use axum::{Router, response::Json as ResponseJson, routing::get};
use utils::response::ApiResponse;

use crate::DeploymentImpl;

pub async fn health_check() -> ResponseJson<ApiResponse<String>> {
    ResponseJson(ApiResponse::success("OK".to_string()))
}

pub fn router(_deployment: &DeploymentImpl) -> Router<DeploymentImpl> {
    Router::new().route("/health", get(health_check))
}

*EXERCISE DIRECTIONS*
Copy exactly the lines running from the one that contains "pub fn router(_deployment: &DeploymentImpl)" to the end of the material, both ends included.

*EXERCISE OUTPUT*
pub fn router(_deployment: &DeploymentImpl) -> Router<DeploymentImpl> {
    Router::new().route("/health", get(health_check))
}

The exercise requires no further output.